-------- PROVIDED DATA --------

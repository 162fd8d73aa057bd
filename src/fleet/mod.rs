//! Concurrent command fan-out across many hosts.
//!
//! Every host gets its own task and its own connection. Commands for one host run
//! strictly in order on that connection; hosts never wait on each other. The call
//! returns once every host has finished, with exactly one entry per input host.
//!
//! # Main Components
//!
//! - [`run_fleet_commands`] - generic fan-out over telnet or SSH shell links
//! - [`send_shell_commands`] / [`send_lgw_commands`] - presets for ports 23 and 9528
//! - [`send_ssh_commands`] - fan-out over SSH exec channels
//! - [`run_steps`] - pre/post command lists of the transfer pipeline

use std::collections::{BTreeMap, BTreeSet};
use std::time::Duration;

use log::{debug, info, warn};
use schemars::JsonSchema;
use serde::{Deserialize, Serialize};
use tokio::task::JoinHandle;
use tokio::time::Instant;

use crate::config::{self, ProtocolSettings};
use crate::error::EngineError;
use crate::lgw::{self, CommandFrame};
use crate::session::{ErrorCode, Payload, ResponseCodec, ResponseEnvelope, Session};
use crate::transport::{Link, SshExec, SshOptions};

pub use steps::{ShellStep, run_steps};

/// A device as handed over by discovery.
#[derive(Debug, Clone, PartialEq, Eq, Serialize, Deserialize, JsonSchema)]
pub struct Host {
    pub ip: String,
    /// Used for LGW addressing.
    #[serde(default)]
    pub mac: String,
    #[serde(
        default,
        alias = "model-id",
        alias = "modelId",
        skip_serializing_if = "Option::is_none"
    )]
    pub model_id: Option<String>,
}

impl Host {
    pub fn new(ip: impl Into<String>, mac: impl Into<String>) -> Self {
        Self {
            ip: ip.into(),
            mac: mac.into(),
            model_id: None,
        }
    }
}

/// One issued command and what came back.
#[derive(Debug, Clone, PartialEq, Serialize, Deserialize, JsonSchema)]
pub struct CommandResult {
    pub cmd: String,
    pub result: ResponseEnvelope,
}

/// Results of one host, in submission order.
pub type HostCommandResult = Vec<CommandResult>;

/// Results of a whole batch keyed by host ip.
pub type FleetResult = BTreeMap<String, HostCommandResult>;

/// Options applied uniformly to every host of a batch.
#[derive(Debug, Clone)]
pub struct FleetOptions {
    pub settings: ProtocolSettings,
    /// Per-command response window.
    pub timeout: Duration,
    /// Logical channels addressed by LGW templates carrying `target-id`.
    pub channels: Vec<u32>,
    /// Overrides the terminator from `settings`.
    pub expect: Option<String>,
    /// Commands not started within this bound, connection setup included, fail with
    /// [`ErrorCode::DeadlineExceeded`].
    pub deadline: Option<Duration>,
}

impl FleetOptions {
    pub fn shell() -> Self {
        Self::default()
    }

    pub fn lgw() -> Self {
        Self {
            settings: ProtocolSettings::lgw(),
            ..Self::default()
        }
    }

    pub fn with_timeout(mut self, timeout: Duration) -> Self {
        self.timeout = timeout;
        self
    }

    pub fn with_channels(mut self, channels: Vec<u32>) -> Self {
        self.channels = channels;
        self
    }

    pub fn with_deadline(mut self, deadline: Duration) -> Self {
        self.deadline = Some(deadline);
        self
    }

    /// Effective settings with the terminator override applied.
    fn effective_settings(&self) -> ProtocolSettings {
        match &self.expect {
            Some(expect) => self.settings.clone().with_expect(expect.clone()),
            None => self.settings.clone(),
        }
    }
}

impl Default for FleetOptions {
    fn default() -> Self {
        Self {
            settings: ProtocolSettings::os_shell(),
            timeout: Duration::from_secs(3),
            channels: vec![1],
            expect: None,
            deadline: None,
        }
    }
}

/// Runs `commands` on every host concurrently.
///
/// Under the LGW codec, templates are expanded per host and channel and every reply is
/// checked against its request.
pub async fn run_fleet_commands(
    hosts: &[Host],
    commands: &[String],
    port: u16,
    link: &Link,
    options: &FleetOptions,
) -> FleetResult {
    let settings = options.effective_settings();
    let deadline = options.deadline.map(|deadline| Instant::now() + deadline);
    info!(
        "fan-out of {} command(s) to {} host(s) on port {port}",
        commands.len(),
        hosts.len()
    );

    let tasks: Vec<_> = unique_hosts(hosts)
        .into_iter()
        .map(|host| {
            let (plan, handle) = match plan_commands(host, commands, &settings, &options.channels)
            {
                Ok(plan) => {
                    let job = HostJob {
                        ip: host.ip.clone(),
                        port,
                        link: link.clone(),
                        settings: settings.clone(),
                        timeout: options.timeout,
                        deadline,
                    };
                    (plan.clone(), tokio::spawn(job.run(plan)))
                }
                Err(err) => {
                    warn!("host ({}) not addressable: {err}", host.ip);
                    let plan = commands.to_vec();
                    let envelope = ResponseEnvelope::failure(
                        ErrorCode::ExpectMissing,
                        err.to_string(),
                        Payload::None,
                    );
                    let failed = fail_all(plan.clone(), envelope);
                    (plan, tokio::spawn(async move { failed }))
                }
            };
            (host.ip.clone(), plan, handle)
        })
        .collect();

    collect(tasks).await
}

/// Shell batch on port 23.
pub async fn send_shell_commands(
    hosts: &[Host],
    commands: &[String],
    timeout: Duration,
) -> FleetResult {
    let options = FleetOptions::shell().with_timeout(timeout);
    run_fleet_commands(hosts, commands, config::OS_SHELL_PORT, &Link::Telnet, &options).await
}

/// LGW batch on port 9528, one command per template and channel.
pub async fn send_lgw_commands(
    hosts: &[Host],
    templates: &[String],
    channels: &[u32],
    timeout: Duration,
) -> FleetResult {
    let options = FleetOptions::lgw()
        .with_timeout(timeout)
        .with_channels(channels.to_vec());
    run_fleet_commands(hosts, templates, config::LGW_PORT, &Link::Telnet, &options).await
}

/// Runs `commands` over SSH exec channels on every host concurrently.
pub async fn send_ssh_commands(
    hosts: &[Host],
    ssh: &SshOptions,
    commands: &[String],
    port: u16,
    timeout: Duration,
) -> FleetResult {
    let tasks: Vec<_> = unique_hosts(hosts)
        .into_iter()
        .map(|host| {
            let ip = host.ip.clone();
            let ssh = ssh.clone();
            let plan = commands.to_vec();
            let handle = tokio::spawn(ssh_host_commands(ip, ssh, port, timeout, plan.clone()));
            (host.ip.clone(), plan, handle)
        })
        .collect();

    collect(tasks).await
}

/// Hosts with at least one failed command.
pub fn failed_hosts(results: &FleetResult) -> Vec<String> {
    results
        .iter()
        .filter(|(_, commands)| commands.iter().any(|c| !c.result.ok))
        .map(|(ip, _)| ip.clone())
        .collect()
}

/// Hosts in input order, keeping the first occurrence of every ip.
fn unique_hosts(hosts: &[Host]) -> Vec<&Host> {
    let mut seen = BTreeSet::new();
    hosts
        .iter()
        .filter(|host| {
            let first = seen.insert(host.ip.as_str());
            if !first {
                warn!("host ({}) listed more than once, extra entry ignored", host.ip);
            }
            first
        })
        .collect()
}

fn plan_commands(
    host: &Host,
    commands: &[String],
    settings: &ProtocolSettings,
    channels: &[u32],
) -> Result<Vec<String>, EngineError> {
    if settings.codec == ResponseCodec::Lgw {
        lgw::expand_for_host(commands, &host.mac, channels)
    } else {
        Ok(commands.to_vec())
    }
}

fn fail_all(plan: Vec<String>, envelope: ResponseEnvelope) -> HostCommandResult {
    plan.into_iter()
        .map(|cmd| CommandResult {
            cmd,
            result: envelope.clone(),
        })
        .collect()
}

async fn collect(tasks: Vec<(String, Vec<String>, JoinHandle<HostCommandResult>)>) -> FleetResult {
    let mut fleet = FleetResult::new();
    for (ip, plan, handle) in tasks {
        let results = match handle.await {
            Ok(results) => results,
            Err(err) => {
                warn!("host ({ip}) task failed: {err}");
                let envelope = ResponseEnvelope::failure(
                    ErrorCode::Unexpected,
                    format!("host task failed: {err}"),
                    Payload::None,
                );
                fail_all(plan, envelope)
            }
        };
        fleet.insert(ip, results);
    }
    let failed = failed_hosts(&fleet);
    if !failed.is_empty() {
        info!("failed_hosts: {failed:?}");
    }
    fleet
}

/// Everything one host task needs, owned.
struct HostJob {
    ip: String,
    port: u16,
    link: Link,
    settings: ProtocolSettings,
    timeout: Duration,
    deadline: Option<Instant>,
}

impl HostJob {
    async fn run(self, plan: Vec<String>) -> HostCommandResult {
        let opening = Session::open(&self.link, &self.ip, self.port, self.settings);
        let opened = match self.deadline {
            Some(deadline) => match tokio::time::timeout_at(deadline, opening).await {
                Ok(opened) => opened,
                Err(_) => {
                    warn!("host ({}) batch deadline passed while connecting", self.ip);
                    return fail_all(plan, deadline_exceeded());
                }
            },
            None => opening.await,
        };
        let mut session = match opened {
            Ok(session) => session,
            Err(err) => {
                warn!("host ({}) {err}", self.ip);
                return fail_all(plan, ResponseEnvelope::cannot_connect(&self.ip));
            }
        };
        let lgw_codec = session.settings().codec == ResponseCodec::Lgw;

        let mut results = Vec::with_capacity(plan.len());
        for cmd in plan {
            let result = if self.deadline.is_some_and(|deadline| Instant::now() >= deadline) {
                deadline_exceeded()
            } else if lgw_codec {
                send_lgw(&mut session, &cmd, self.timeout).await
            } else {
                session.send(&cmd, self.timeout).await
            };
            info!("host ({}) run cmd ({cmd}): {}", self.ip, result.ok);
            results.push(CommandResult { cmd, result });
        }

        session.close().await;
        debug!("host ({}) sequence done", self.ip);
        results
    }
}

fn deadline_exceeded() -> ResponseEnvelope {
    ResponseEnvelope::failure(
        ErrorCode::DeadlineExceeded,
        "batch deadline passed before the command started",
        Payload::None,
    )
}

/// Sends one LGW command and correlates the reply with it.
async fn send_lgw(session: &mut Session, cmd: &str, timeout: Duration) -> ResponseEnvelope {
    match CommandFrame::parse(cmd) {
        Ok(frame) => {
            let envelope = session.send(cmd, timeout).await;
            lgw::check_response(&frame, envelope)
        }
        Err(err) => {
            warn!("refusing to send malformed lgw command {cmd:?}: {err}");
            ResponseEnvelope::failure(
                ErrorCode::ExpectMissing,
                format!("malformed lgw command: {err}"),
                Payload::None,
            )
        }
    }
}

async fn ssh_host_commands(
    ip: String,
    ssh: SshOptions,
    port: u16,
    timeout: Duration,
    plan: Vec<String>,
) -> HostCommandResult {
    let mut exec = SshExec::new(ssh);
    if let Err(err) = exec.connect(&ip, port, Duration::from_secs(10)).await {
        warn!("host ({ip}) {err}");
        return fail_all(plan, ResponseEnvelope::cannot_connect(&ip));
    }
    let mut results = Vec::with_capacity(plan.len());
    for cmd in plan {
        let result = exec.execute(&cmd, timeout).await;
        info!("host ({ip}) run cmd ({cmd}): {}", result.ok);
        results.push(CommandResult { cmd, result });
    }
    exec.close().await;
    results
}

mod steps;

--------

EXERCISE OBJECTIVE
The first line of the entries, the line with "in submission order.", and every line between them should be retyped exactly, and nothing else.

EXERCISE SOLUTION
repository 162fd8d73aa057bd
filename src/fleet/mod.rs
//! Concurrent command fan-out across many hosts.
//!
//! Every host gets its own task and its own connection. Commands for one host run
//! strictly in order on that connection; hosts never wait on each other. The call
//! returns once every host has finished, with exactly one entry per input host.
//!
//! # Main Components
//!
//! - [`run_fleet_commands`] - generic fan-out over telnet or SSH shell links
//! - [`send_shell_commands`] / [`send_lgw_commands`] - presets for ports 23 and 9528
//! - [`send_ssh_commands`] - fan-out over SSH exec channels
//! - [`run_steps`] - pre/post command lists of the transfer pipeline

use std::collections::{BTreeMap, BTreeSet};
use std::time::Duration;

use log::{debug, info, warn};
use schemars::JsonSchema;
use serde::{Deserialize, Serialize};
use tokio::task::JoinHandle;
use tokio::time::Instant;

use crate::config::{self, ProtocolSettings};
use crate::error::EngineError;
use crate::lgw::{self, CommandFrame};
use crate::session::{ErrorCode, Payload, ResponseCodec, ResponseEnvelope, Session};
use crate::transport::{Link, SshExec, SshOptions};

pub use steps::{ShellStep, run_steps};

/// A device as handed over by discovery.
#[derive(Debug, Clone, PartialEq, Eq, Serialize, Deserialize, JsonSchema)]
pub struct Host {
    pub ip: String,
    /// Used for LGW addressing.
    #[serde(default)]
    pub mac: String,
    #[serde(
        default,
        alias = "model-id",
        alias = "modelId",
        skip_serializing_if = "Option::is_none"
    )]
    pub model_id: Option<String>,
}

impl Host {
    pub fn new(ip: impl Into<String>, mac: impl Into<String>) -> Self {
        Self {
            ip: ip.into(),
            mac: mac.into(),
            model_id: None,
        }
    }
}

/// One issued command and what came back.
#[derive(Debug, Clone, PartialEq, Serialize, Deserialize, JsonSchema)]
pub struct CommandResult {
    pub cmd: String,
    pub result: ResponseEnvelope,
}

/// Results of one host, in submission order.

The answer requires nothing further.